Neste verão, a Nova Zelândia iniciou a reconstrução de sua principal estação antártica, a Scott Base, e vem desenvolvendo uma travessia de neve para implantar grandes equipes em grandes distâncias. Nossa equipe Kamb foi uma das primeiras a se beneficiar dessa nova capacidade, com um acampamento operando por meses, a mais de 900 km da estação permanente da Nova Zelândia.

Há uma arte em perfurar o gelo da Antártida. Na realidade, derretemos nosso caminho com água quente reciclada.

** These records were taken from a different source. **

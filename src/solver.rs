use crate::debug_log;
use serde::{Deserialize, Serialize};
use std::fmt;

pub const WORD_LENGTH: usize = 5;

/// Opening probe sent before any feedback is known.
pub const INITIAL_GUESS: &str = "slate";

/// Per-letter verdict from the server.
#[derive(Debug, Clone, Copy, PartialEq, Eq, Hash, Serialize, Deserialize)]
#[serde(try_from = "u8", into = "u8")]
pub enum Mark {
    Absent,
    Present,
    Correct,
}

pub type Feedback = [Mark; WORD_LENGTH];

impl Mark {
    pub fn to_char(self) -> char {
        match self {
            Self::Absent => 'X',
            Self::Present => 'Y',
            Self::Correct => 'G',
        }
    }
}

impl TryFrom<u8> for Mark {
    type Error = String;

    fn try_from(value: u8) -> Result<Self, Self::Error> {
        match value {
            0 => Ok(Self::Absent),
            1 => Ok(Self::Present),
            2 => Ok(Self::Correct),
            other => Err(format!("invalid mark {other}, expected 0, 1 or 2")),
        }
    }
}

impl From<Mark> for u8 {
    fn from(mark: Mark) -> Self {
        match mark {
            Mark::Absent => 0,
            Mark::Present => 1,
            Mark::Correct => 2,
        }
    }
}

pub fn is_solved(marks: &Feedback) -> bool {
    marks.iter().all(|m| *m == Mark::Correct)
}

pub fn format_marks(marks: &Feedback) -> String {
    marks.iter().map(|m| m.to_char()).collect()
}

#[derive(Debug, Clone, PartialEq, Eq)]
enum Slot {
    Exactly(u8),
    NoneOf(Vec<u8>),
}

impl Slot {
    fn accepts(&self, letter: u8) -> bool {
        match self {
            Self::Exactly(expected) => letter == *expected,
            Self::NoneOf(excluded) => !excluded.contains(&letter),
        }
    }
}

/// Everything one guess and its marks say about the solution.
#[derive(Debug, Clone, PartialEq, Eq)]
pub struct Constraints {
    slots: Vec<Slot>,
    /// (letter, minimum count), in order of first `Present` mark.
    minimums: Vec<(u8, usize)>,
}

fn push_unique(letters: &mut Vec<u8>, letter: u8) {
    if !letters.contains(&letter) {
        letters.push(letter);
    }
}

impl Constraints {
    pub fn compile(guess: &str, marks: &Feedback) -> Self {
        let letters = guess.as_bytes();
        debug_assert_eq!(letters.len(), WORD_LENGTH, "guess must be {WORD_LENGTH} letters");

        let mut present: [Option<u8>; WORD_LENGTH] = [None; WORD_LENGTH];
        for (i, (&letter, mark)) in letters.iter().zip(marks).enumerate() {
            if *mark == Mark::Present {
                present[i] = Some(letter);
            }
        }
        let is_present_somewhere = |letter: u8| present.contains(&Some(letter));

        // Known-present letter first, then exclusions in the order they were seen.
        let mut excluded: Vec<Vec<u8>> = present
            .iter()
            .map(|p| p.map(|letter| vec![letter]).unwrap_or_default())
            .collect();
        for (i, (&letter, mark)) in letters.iter().zip(marks).enumerate() {
            if *mark != Mark::Absent {
                continue;
            }
            if is_present_somewhere(letter) {
                push_unique(&mut excluded[i], letter);
            } else {
                for set in &mut excluded {
                    push_unique(set, letter);
                }
            }
        }

        let slots = letters
            .iter()
            .zip(marks)
            .zip(excluded)
            .map(|((&letter, mark), excluded)| match mark {
                Mark::Correct => Slot::Exactly(letter),
                Mark::Present | Mark::Absent => Slot::NoneOf(excluded),
            })
            .collect();

        let mut minimums: Vec<(u8, usize)> = Vec::new();
        for letter in present.iter().flatten() {
            match minimums.iter_mut().find(|(l, _)| l == letter) {
                Some((_, count)) => *count += 1,
                None => minimums.push((*letter, 1)),
            }
        }

        Self { slots, minimums }
    }

    pub fn matches(&self, word: &str) -> bool {
        let letters = word.as_bytes();
        if letters.len() != self.slots.len() {
            return false;
        }
        if !self.slots.iter().zip(letters).all(|(slot, &l)| slot.accepts(l)) {
            return false;
        }
        self.minimums
            .iter()
            .all(|&(letter, min)| letters.iter().filter(|&&l| l == letter).count() >= min)
    }
}

/// Renders the equivalent regular expression, e.g. `^(?=.*i)qu[^ite][^te][^te]$`.
impl fmt::Display for Constraints {
    fn fmt(&self, f: &mut fmt::Formatter<'_>) -> fmt::Result {
        f.write_str("^")?;
        for &(letter, min) in &self.minimums {
            f.write_str("(?=")?;
            for _ in 0..min {
                write!(f, ".*{}", letter as char)?;
            }
            f.write_str(")")?;
        }
        for slot in &self.slots {
            match slot {
                Slot::Exactly(letter) => write!(f, "{}", *letter as char)?,
                Slot::NoneOf(excluded) => {
                    f.write_str("[^")?;
                    for &letter in excluded {
                        write!(f, "{}", letter as char)?;
                    }
                    f.write_str("]")?;
                }
            }
        }
        f.write_str("$")
    }
}

pub fn filter_candidates(candidates: &[String], guess: &str, marks: &Feedback) -> Vec<String> {
    let constraints = Constraints::compile(guess, marks);
    debug_log!("filter for {guess} {}: {constraints}", format_marks(marks));
    candidates
        .iter()
        .filter(|word| constraints.matches(word))
        .cloned()
        .collect()
}

/// Narrows `candidates` by one round of feedback and picks the first survivor.
///
/// Returns `(None, [])` when no candidate is consistent with the marks.
pub fn find_next_guess(
    guess: &str,
    marks: &Feedback,
    candidates: &[String],
) -> (Option<String>, Vec<String>) {
    let filtered = filter_candidates(candidates, guess, marks);
    debug_log!("{} of {} candidates remain", filtered.len(), candidates.len());
    (filtered.first().cloned(), filtered)
}

/// Server-side grading rules, used to check the filter against real feedback.
#[cfg(test)]
pub(crate) fn grade(guess: &str, solution: &str) -> Feedback {
    let guess = guess.as_bytes();
    let mut remaining: Vec<Option<u8>> = solution.bytes().map(Some).collect();
    let mut marks = [Mark::Absent; WORD_LENGTH];
    for i in 0..WORD_LENGTH {
        if Some(guess[i]) == remaining[i] {
            marks[i] = Mark::Correct;
            remaining[i] = None;
        }
    }
    for i in 0..WORD_LENGTH {
        if marks[i] == Mark::Correct {
            continue;
        }
        if let Some(pos) = remaining.iter().position(|&c| c == Some(guess[i])) {
            marks[i] = Mark::Present;
            remaining[pos] = None;
        }
    }
    marks
}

Uma vez no local, a equipe conseguiu perfurar 500 m da plataforma de gelo e manter um buraco de 0,4 m de diâmetro aberto por quase duas semanas. Isso nos permitiu coletar amostras e coletar observações para uma gama diversificada de projetos científicos.

Um grupo de engenheiros se aglomera em torno de uma estrutura para ajudar a abaixar o equipamento projetado para derreter um buraco na plataforma de gelo. Craig Stevens/K862/NIWA, CC BY-ND

Um rio escondido

Quase uma década de pesquisa valeu a pena quando a equipe identificou o local exato para perfurar para atingir o início do rio estreito abaixo. Isso foi ainda mais impressionante do que se pensava inicialmente, com levantamentos de poços revelando um rio com mais de 240m de altura, mas com menos de 200m de largura – um alvo muito mais estreito do que o indicado pela superfície de gelo.

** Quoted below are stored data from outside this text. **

use crate::info_log;
use std::fs;
use std::io;
use std::path::{Path, PathBuf};
use thiserror::Error;

pub const DEFAULT_WORDBANK_FILE: &str = "words.txt";
const APP_DIR: &str = "wordle-client";

#[derive(Debug, Error)]
pub enum WordbankError {
    #[error("failed to read word list '{}'", .path.display())]
    Io {
        path: PathBuf,
        #[source]
        source: io::Error,
    },
    #[error("word list '{}' has no 5-letter words", .path.display())]
    Empty { path: PathBuf },
    #[error("no word list given and none found at {}", join_paths(.searched))]
    NotFound { searched: Vec<PathBuf> },
}

fn join_paths(paths: &[PathBuf]) -> String {
    paths
        .iter()
        .map(|p| format!("'{}'", p.display()))
        .collect::<Vec<_>>()
        .join(", ")
}

fn normalize(line: &str) -> Option<String> {
    let word = line.trim().to_ascii_lowercase();
    (word.len() == 5 && word.bytes().all(|b| b.is_ascii_lowercase())).then_some(word)
}

/// Keeps valid 5-letter words in file order, lowercased; everything else is skipped.
pub fn load_wordbank_from_str(data: &str) -> Vec<String> {
    data.lines().filter_map(normalize).collect()
}

pub fn load_wordbank_from_file<P: AsRef<Path>>(path: P) -> Result<Vec<String>, WordbankError> {
    let path = path.as_ref();
    let data = fs::read_to_string(path).map_err(|source| WordbankError::Io {
        path: path.to_path_buf(),
        source,
    })?;
    let words = load_wordbank_from_str(&data);
    if words.is_empty() {
        return Err(WordbankError::Empty {
            path: path.to_path_buf(),
        });
    }
    info_log!("loaded {} words from {}", words.len(), path.display());
    Ok(words)
}

/// Places a word list is looked for when none is given: the working directory, then the user data dir.
pub fn default_wordbank_paths() -> Vec<PathBuf> {
    let mut paths = vec![PathBuf::from(DEFAULT_WORDBANK_FILE)];
    if let Some(data_dir) = dirs::data_dir() {
        paths.push(data_dir.join(APP_DIR).join(DEFAULT_WORDBANK_FILE));
    }
    paths
}

pub fn resolve_wordbank_path(explicit: Option<&Path>) -> Result<PathBuf, WordbankError> {
    if let Some(path) = explicit {
        return Ok(path.to_path_buf());
    }
    let searched = default_wordbank_paths();
    searched
        .iter()
        .find(|p| p.is_file())
        .cloned()
        .ok_or(WordbankError::NotFound { searched })
}

#[cfg(test)]
mod tests {
    use super::*;
    use std::fs::File;
    use std::io::Write;

    #[test]
    fn test_load_wordbank_from_str_filters_and_lowercases() {
        let words = load_wordbank_from_str("aahed\nSLATE\n  crane \nabc\ntoolong\nfo0ds\n\n");
        assert_eq!(words, vec!["aahed", "slate", "crane"]);
    }

    #[test]
    fn test_load_wordbank_from_str_keeps_order() {
        let words = load_wordbank_from_str("zunis\naahed\nmamma\n");
        assert_eq!(words, vec!["zunis", "aahed", "mamma"]);
    }

    #[test]
    fn test_load_wordbank_from_file() {
        let path = std::env::temp_dir().join("wordle_client_wordbank_test.txt");
        {
            let mut file = File::create(&path).unwrap();
            writeln!(file, "aahed").unwrap();
            writeln!(file, "slate").unwrap();
            writeln!(file, "zunis").unwrap();
        }
        let words = load_wordbank_from_file(&path).unwrap();
        assert_eq!(words.len(), 3);
        assert_eq!(words[0], "aahed");
        assert_eq!(words[words.len() - 1], "zunis");
        std::fs::remove_file(&path).unwrap();
    }

    #[test]
    fn test_load_empty_wordbank_is_an_error() {
        let path = std::env::temp_dir().join("wordle_client_empty_wordbank_test.txt");
        File::create(&path).unwrap();
        let err = load_wordbank_from_file(&path).unwrap_err();
        assert!(matches!(err, WordbankError::Empty { .. }));
        std::fs::remove_file(&path).unwrap();
    }

    #[test]
    fn test_load_missing_wordbank() {
        let err = load_wordbank_from_file("/definitely/not/here/words.txt").unwrap_err();
        assert!(matches!(err, WordbankError::Io { .. }));
        assert!(err.to_string().contains("/definitely/not/here/words.txt"));
    }

    #[test]
    fn test_explicit_path_wins() {
        let path = Path::new("/some/where.txt");
        assert_eq!(resolve_wordbank_path(Some(path)).unwrap(), path);
    }

    #[test]
    fn test_default_paths_start_with_working_directory() {
        let paths = default_wordbank_paths();
        assert_eq!(paths[0], PathBuf::from("words.txt"));
    }
}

Trabalhar a partir de um poço significa que só podemos olhar para um ponto. Como antídoto para essa limitação, colegas da Universidade de Cornell implantaram seu robô oceânico Icefin para estudar o espaço abaixo do gelo.

A câmera mostra ondulações na parte inferior do gelo. Craig Stevens/K862/NIWA, CC BY-ND

Uma das descobertas que manterá a equipe por algum tempo é uma densa comunidade de prováveis anfípodes, que vimos quando baixamos as câmeras para o fundo do mar. O enxame era tão denso que primeiro pensamos que havia algo errado com nosso equipamento.

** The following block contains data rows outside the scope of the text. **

use anyhow::{Context, Result};
use std::process::ExitCode;
use wordle_client::cli::{Cli, display_history, parse_cli};
use wordle_client::logging::init_logger;
use wordle_client::wordbank::{load_wordbank_from_file, resolve_wordbank_path};
use wordle_client::{SessionError, session};

const EXIT_EXHAUSTED: u8 = 2;

fn play(cli: &Cli) -> Result<String> {
    let path = resolve_wordbank_path(cli.wordbank_path.as_deref())?;
    let dictionary = load_wordbank_from_file(&path)?;
    let config = cli.client_config();
    let report = session::run(&config, &dictionary)
        .with_context(|| format!("game with {}:{} failed", config.host, config.port))?;
    if cli.show_guesses {
        display_history(&report.history);
    }
    Ok(report.flag)
}

fn main() -> ExitCode {
    let cli = parse_cli();
    init_logger(cli.verbose);

    match play(&cli) {
        Ok(flag) => {
            println!("{flag}");
            ExitCode::SUCCESS
        }
        Err(e) => {
            eprintln!("Error: {e:#}");
            let exhausted = matches!(
                e.downcast_ref::<SessionError>(),
                Some(SessionError::DictionaryExhausted { .. })
            );
            if exhausted {
                ExitCode::from(EXIT_EXHAUSTED)
            } else {
                ExitCode::FAILURE
            }
        }
    }
}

A última tarefa que a equipe completou foi implantar uma amarração oceânica sob o gelo. Esses instrumentos continuarão a relatar as condições dos oceanos nos próximos anos.

Apenas cinco dias após a implantação, detectamos o tsunami da erupção vulcânica Hunga Tonga-Hunga Ha’apai.

A equipe abaixa o equipamento de câmera no poço de gelo, que tem cerca de 0,4 m de diâmetro. Craig Stevens/K862/NIWA, CC BY-ND

Além das observações de linha de base, essas descobertas fornecem forte motivação para a implantação de equipamentos de monitoramento de longo prazo. A equipe estará observando atentamente nos próximos anos quaisquer mudanças no fluxo do rio sob o gelo, incluindo eventos de inundação.